■ Problem details ■
Copy verbatim the block of lines in the entries below whose first line contains "assert!(!Dynamic::Null.conforms_to(&ValueType::Int));" and whose last line contains "assert!(value.conforms_to(&ValueType::native::<Point>()));". Leave out all other lines.

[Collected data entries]
=== Begin Enclosure ===

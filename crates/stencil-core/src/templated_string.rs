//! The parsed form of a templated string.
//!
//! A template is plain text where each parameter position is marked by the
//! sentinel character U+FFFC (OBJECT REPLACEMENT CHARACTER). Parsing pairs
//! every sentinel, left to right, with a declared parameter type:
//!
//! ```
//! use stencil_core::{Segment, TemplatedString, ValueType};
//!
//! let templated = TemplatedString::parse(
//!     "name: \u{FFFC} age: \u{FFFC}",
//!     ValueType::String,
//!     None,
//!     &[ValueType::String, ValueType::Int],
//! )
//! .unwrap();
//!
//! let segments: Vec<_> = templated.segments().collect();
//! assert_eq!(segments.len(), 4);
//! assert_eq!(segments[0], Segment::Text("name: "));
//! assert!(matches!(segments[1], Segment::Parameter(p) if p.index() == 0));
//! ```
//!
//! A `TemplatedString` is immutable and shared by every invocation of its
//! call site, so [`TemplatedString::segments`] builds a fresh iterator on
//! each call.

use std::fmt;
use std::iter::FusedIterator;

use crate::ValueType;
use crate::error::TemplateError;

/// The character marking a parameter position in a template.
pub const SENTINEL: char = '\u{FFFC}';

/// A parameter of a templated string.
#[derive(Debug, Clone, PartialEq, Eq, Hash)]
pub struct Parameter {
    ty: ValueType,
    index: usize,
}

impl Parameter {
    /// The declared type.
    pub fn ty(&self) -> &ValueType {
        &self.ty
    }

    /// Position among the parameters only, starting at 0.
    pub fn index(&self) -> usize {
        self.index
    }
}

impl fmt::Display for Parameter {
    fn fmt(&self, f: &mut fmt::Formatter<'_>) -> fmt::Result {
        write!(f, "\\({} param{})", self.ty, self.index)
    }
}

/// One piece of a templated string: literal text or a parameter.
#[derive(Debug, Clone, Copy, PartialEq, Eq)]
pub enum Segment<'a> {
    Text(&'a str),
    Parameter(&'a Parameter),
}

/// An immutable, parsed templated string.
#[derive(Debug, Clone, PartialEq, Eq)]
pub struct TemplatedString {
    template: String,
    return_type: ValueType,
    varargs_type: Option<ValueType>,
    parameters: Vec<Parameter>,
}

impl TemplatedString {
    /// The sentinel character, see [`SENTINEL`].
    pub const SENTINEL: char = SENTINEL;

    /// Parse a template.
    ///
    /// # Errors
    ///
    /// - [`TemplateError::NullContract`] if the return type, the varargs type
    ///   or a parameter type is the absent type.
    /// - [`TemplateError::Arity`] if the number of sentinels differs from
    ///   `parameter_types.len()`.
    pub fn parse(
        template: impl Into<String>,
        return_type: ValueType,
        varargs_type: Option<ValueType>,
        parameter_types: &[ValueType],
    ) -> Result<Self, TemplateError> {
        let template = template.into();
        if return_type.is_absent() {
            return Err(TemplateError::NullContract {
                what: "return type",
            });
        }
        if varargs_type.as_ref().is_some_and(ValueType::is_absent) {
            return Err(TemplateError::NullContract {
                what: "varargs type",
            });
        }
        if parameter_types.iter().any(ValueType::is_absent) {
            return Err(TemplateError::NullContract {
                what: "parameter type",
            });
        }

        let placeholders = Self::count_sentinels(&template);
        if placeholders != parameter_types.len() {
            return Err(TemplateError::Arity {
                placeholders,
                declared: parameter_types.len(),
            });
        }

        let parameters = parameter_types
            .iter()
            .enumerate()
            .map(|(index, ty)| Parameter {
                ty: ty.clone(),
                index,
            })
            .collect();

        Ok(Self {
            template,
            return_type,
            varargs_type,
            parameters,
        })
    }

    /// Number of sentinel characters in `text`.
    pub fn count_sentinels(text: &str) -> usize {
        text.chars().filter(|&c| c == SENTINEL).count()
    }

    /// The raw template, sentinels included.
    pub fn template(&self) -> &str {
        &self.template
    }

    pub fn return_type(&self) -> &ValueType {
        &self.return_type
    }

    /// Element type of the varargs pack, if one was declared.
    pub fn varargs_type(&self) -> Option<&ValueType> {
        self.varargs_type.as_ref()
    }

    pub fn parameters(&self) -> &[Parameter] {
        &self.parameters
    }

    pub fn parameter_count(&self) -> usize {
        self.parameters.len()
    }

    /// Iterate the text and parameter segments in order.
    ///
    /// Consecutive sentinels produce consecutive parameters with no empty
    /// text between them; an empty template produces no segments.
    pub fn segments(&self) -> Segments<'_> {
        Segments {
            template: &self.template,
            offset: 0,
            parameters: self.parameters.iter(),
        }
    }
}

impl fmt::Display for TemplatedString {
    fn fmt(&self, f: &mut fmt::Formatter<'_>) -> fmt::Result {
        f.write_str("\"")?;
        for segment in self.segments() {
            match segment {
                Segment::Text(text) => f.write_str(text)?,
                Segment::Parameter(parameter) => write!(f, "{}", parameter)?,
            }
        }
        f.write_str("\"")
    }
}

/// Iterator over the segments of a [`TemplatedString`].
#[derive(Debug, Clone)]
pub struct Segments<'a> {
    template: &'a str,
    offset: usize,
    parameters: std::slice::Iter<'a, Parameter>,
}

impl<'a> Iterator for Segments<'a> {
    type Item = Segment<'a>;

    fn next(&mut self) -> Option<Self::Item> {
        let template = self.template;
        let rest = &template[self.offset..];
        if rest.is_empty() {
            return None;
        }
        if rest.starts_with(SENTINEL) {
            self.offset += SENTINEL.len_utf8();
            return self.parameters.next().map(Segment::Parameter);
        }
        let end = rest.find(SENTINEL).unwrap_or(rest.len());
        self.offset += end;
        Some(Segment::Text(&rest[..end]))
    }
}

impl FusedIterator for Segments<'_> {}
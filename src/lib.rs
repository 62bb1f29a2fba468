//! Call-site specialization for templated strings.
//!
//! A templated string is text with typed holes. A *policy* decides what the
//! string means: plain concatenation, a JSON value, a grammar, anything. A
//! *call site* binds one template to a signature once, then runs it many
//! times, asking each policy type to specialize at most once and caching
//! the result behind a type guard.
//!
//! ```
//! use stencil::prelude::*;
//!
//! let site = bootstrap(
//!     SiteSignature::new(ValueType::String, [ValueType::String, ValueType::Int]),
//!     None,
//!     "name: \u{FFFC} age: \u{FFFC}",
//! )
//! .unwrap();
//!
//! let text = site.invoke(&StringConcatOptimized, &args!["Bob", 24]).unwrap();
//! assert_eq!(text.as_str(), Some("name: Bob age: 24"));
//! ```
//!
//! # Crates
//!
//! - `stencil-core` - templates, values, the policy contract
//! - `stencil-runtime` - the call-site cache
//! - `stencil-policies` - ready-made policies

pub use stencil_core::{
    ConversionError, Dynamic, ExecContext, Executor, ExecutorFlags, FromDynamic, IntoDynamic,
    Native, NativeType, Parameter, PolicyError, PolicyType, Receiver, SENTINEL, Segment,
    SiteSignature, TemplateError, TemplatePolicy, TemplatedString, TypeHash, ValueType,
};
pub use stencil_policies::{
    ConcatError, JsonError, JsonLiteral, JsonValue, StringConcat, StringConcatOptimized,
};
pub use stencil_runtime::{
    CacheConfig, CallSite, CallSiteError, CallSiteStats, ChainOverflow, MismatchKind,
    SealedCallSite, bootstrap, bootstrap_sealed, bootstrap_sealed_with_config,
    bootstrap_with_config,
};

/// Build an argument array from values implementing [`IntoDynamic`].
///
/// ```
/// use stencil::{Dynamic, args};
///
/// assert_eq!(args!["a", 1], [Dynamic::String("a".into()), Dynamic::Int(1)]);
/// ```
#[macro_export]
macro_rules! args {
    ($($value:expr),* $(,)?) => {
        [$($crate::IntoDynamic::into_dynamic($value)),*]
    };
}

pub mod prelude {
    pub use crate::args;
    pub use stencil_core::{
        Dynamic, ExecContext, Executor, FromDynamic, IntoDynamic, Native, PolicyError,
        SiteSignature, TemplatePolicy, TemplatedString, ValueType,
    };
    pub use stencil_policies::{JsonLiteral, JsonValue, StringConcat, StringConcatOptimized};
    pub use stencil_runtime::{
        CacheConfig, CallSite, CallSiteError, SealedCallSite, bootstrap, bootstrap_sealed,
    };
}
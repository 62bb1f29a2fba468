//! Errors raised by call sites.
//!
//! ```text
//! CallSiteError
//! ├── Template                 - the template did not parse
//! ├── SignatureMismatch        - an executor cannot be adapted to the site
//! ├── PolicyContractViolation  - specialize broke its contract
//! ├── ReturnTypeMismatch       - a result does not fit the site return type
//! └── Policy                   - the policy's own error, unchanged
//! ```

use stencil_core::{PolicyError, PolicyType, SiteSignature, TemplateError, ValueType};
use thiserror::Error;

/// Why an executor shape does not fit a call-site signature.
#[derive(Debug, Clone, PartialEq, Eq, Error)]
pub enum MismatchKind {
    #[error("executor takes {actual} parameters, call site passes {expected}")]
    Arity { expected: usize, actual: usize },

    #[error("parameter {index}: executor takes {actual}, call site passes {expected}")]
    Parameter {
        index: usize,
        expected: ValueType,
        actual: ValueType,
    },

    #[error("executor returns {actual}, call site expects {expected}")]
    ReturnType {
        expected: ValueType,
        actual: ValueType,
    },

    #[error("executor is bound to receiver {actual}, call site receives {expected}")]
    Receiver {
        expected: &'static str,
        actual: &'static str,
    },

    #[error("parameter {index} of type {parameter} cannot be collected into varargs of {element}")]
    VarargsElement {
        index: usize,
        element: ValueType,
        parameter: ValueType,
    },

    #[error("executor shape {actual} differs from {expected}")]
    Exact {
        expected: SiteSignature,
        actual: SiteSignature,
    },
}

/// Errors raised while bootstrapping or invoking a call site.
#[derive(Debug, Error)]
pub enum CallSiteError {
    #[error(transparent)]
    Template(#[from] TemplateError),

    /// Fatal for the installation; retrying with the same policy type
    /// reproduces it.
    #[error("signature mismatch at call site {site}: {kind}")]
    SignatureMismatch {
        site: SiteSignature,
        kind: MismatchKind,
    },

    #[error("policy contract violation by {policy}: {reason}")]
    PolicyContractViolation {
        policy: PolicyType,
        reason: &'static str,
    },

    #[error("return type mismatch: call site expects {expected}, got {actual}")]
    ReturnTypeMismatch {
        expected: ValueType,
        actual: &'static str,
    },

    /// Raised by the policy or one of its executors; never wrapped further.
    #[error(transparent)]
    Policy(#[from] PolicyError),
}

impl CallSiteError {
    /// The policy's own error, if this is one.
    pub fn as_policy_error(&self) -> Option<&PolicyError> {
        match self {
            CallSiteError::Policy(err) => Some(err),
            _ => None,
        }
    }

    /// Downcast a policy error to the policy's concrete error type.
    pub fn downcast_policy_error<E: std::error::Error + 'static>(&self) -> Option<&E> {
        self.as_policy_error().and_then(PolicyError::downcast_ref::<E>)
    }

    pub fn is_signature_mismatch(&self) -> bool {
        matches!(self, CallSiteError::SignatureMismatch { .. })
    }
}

=== End Enclosure ===
=== Begin Enclosure ===

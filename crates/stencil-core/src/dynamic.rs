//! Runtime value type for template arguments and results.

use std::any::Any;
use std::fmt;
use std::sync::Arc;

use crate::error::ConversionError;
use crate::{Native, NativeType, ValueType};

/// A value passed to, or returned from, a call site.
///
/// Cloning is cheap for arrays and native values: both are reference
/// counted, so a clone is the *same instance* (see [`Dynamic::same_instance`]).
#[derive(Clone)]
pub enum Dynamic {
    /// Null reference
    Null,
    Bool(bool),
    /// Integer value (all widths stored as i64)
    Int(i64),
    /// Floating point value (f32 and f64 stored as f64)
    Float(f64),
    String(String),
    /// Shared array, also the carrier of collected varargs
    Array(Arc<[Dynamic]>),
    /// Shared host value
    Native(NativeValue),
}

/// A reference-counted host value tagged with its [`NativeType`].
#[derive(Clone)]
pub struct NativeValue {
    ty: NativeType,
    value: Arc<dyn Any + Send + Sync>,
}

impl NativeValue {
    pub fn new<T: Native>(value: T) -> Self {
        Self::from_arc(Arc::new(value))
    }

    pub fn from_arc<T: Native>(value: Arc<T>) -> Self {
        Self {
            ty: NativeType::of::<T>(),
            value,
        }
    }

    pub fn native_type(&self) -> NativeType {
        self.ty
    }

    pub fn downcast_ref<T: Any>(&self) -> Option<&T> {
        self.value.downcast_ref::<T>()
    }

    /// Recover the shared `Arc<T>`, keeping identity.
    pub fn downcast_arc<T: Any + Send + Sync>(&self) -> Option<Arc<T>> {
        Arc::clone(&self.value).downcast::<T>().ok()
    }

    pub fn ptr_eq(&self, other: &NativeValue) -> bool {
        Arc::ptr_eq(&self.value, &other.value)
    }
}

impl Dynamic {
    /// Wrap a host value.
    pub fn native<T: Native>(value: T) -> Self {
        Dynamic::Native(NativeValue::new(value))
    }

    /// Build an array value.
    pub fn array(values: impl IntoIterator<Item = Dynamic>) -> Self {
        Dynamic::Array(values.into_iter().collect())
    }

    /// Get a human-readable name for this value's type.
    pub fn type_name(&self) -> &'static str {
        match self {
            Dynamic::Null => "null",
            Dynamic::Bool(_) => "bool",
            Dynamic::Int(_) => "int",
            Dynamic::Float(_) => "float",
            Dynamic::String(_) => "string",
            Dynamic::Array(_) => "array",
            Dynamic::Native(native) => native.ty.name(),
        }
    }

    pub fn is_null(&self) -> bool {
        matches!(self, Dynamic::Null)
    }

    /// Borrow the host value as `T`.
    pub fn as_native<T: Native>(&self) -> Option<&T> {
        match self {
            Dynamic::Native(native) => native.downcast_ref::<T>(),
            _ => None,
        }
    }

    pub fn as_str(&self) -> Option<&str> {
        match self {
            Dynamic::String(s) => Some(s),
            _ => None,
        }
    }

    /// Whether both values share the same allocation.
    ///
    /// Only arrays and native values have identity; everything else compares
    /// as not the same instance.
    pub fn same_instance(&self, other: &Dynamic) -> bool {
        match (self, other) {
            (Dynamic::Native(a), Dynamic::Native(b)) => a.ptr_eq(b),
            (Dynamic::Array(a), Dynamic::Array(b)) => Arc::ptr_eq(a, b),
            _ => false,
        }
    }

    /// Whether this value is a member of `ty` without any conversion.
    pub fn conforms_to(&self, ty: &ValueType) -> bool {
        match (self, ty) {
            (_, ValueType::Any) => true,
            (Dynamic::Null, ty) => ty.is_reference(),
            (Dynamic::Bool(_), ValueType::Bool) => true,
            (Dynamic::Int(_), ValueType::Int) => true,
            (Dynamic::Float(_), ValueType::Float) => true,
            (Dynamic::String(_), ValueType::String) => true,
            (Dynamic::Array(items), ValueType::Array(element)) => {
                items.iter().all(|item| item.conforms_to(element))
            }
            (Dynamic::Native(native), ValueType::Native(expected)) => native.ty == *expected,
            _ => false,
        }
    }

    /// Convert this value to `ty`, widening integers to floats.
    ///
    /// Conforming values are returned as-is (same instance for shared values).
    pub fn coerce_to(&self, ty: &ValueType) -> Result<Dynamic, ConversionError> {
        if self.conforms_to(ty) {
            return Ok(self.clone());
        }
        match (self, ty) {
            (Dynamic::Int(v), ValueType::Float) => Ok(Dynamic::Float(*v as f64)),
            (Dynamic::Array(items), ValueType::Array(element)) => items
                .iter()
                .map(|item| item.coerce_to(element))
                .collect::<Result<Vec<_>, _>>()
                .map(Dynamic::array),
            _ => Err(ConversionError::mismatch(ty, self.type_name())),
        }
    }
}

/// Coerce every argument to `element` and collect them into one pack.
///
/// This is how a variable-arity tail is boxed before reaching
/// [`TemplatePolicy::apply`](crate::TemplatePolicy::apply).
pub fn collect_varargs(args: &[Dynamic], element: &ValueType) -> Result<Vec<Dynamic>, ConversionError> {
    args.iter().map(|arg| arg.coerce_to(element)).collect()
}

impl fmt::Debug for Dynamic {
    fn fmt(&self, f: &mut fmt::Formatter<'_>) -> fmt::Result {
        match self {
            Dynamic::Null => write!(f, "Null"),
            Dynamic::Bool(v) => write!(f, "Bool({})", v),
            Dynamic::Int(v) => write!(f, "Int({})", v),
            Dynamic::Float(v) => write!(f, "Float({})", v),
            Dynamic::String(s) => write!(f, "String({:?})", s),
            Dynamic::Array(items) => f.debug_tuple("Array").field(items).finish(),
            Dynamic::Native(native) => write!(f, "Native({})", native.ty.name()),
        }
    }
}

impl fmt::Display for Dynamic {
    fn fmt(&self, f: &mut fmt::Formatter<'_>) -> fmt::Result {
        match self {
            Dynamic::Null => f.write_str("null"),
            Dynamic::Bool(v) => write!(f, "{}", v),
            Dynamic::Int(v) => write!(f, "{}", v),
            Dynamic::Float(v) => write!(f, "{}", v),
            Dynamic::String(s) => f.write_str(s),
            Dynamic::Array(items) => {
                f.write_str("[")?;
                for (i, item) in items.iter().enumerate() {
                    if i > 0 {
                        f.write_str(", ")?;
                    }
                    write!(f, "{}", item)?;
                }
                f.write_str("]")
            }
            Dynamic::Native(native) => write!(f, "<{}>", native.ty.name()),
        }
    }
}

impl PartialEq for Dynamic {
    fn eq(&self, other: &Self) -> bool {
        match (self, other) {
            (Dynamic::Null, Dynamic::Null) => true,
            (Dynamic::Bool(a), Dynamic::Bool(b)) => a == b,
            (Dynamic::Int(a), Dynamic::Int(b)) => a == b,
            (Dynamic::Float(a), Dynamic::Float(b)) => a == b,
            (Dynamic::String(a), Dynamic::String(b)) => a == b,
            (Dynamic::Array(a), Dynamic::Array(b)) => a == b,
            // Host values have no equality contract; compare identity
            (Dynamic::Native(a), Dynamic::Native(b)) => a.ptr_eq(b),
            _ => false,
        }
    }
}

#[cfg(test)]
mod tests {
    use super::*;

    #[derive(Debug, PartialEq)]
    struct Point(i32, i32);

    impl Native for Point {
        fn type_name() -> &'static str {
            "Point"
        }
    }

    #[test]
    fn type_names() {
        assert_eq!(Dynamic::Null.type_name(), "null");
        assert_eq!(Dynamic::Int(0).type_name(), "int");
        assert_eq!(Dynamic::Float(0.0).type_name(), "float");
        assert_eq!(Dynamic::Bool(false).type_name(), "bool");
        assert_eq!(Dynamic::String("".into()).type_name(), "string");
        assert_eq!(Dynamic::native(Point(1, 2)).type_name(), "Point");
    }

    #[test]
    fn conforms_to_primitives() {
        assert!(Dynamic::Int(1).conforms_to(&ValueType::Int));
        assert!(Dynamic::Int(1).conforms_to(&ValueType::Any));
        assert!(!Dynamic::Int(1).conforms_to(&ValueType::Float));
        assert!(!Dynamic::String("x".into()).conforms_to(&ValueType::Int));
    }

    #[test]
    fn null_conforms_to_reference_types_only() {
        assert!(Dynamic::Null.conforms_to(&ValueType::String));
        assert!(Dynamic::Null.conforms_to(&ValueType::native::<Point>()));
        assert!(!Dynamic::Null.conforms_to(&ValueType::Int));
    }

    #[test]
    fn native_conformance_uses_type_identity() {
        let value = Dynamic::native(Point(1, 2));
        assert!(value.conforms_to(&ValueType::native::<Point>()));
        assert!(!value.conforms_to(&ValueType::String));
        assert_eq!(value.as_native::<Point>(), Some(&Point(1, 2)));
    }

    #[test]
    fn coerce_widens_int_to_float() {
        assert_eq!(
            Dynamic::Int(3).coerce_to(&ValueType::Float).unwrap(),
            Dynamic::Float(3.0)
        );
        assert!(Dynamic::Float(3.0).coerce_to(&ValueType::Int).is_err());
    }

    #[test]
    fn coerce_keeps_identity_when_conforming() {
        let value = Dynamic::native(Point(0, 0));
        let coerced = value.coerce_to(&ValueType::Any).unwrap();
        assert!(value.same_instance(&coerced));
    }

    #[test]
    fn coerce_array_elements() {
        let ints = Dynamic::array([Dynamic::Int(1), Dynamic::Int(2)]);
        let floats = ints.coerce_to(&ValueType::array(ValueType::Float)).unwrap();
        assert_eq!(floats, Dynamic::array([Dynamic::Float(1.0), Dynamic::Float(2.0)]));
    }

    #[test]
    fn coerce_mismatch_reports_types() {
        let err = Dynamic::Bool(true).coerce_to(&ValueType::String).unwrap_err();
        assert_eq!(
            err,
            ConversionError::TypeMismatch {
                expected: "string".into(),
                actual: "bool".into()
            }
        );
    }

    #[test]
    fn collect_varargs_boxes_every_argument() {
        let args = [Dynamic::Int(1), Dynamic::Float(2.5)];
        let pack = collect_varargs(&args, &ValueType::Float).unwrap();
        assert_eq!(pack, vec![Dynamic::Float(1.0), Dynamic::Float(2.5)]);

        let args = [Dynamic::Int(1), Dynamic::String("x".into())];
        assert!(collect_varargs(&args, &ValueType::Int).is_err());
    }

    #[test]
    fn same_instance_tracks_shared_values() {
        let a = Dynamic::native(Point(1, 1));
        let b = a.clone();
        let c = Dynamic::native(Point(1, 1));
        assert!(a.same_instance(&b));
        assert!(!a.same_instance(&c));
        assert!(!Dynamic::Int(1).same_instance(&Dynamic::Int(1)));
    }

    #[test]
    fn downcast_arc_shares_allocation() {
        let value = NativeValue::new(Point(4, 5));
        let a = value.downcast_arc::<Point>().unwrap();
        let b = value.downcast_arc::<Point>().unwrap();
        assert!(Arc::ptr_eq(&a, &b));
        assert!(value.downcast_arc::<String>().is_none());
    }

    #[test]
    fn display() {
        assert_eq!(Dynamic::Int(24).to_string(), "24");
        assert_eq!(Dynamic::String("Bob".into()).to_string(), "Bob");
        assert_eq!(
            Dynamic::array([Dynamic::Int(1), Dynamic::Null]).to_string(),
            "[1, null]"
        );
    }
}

=== End Enclosure ===

■ Reply to the exercise ■
        assert!(!Dynamic::Null.conforms_to(&ValueType::Int));
    }

    #[test]
    fn native_conformance_uses_type_identity() {
        let value = Dynamic::native(Point(1, 2));
        assert!(value.conforms_to(&ValueType::native::<Point>()));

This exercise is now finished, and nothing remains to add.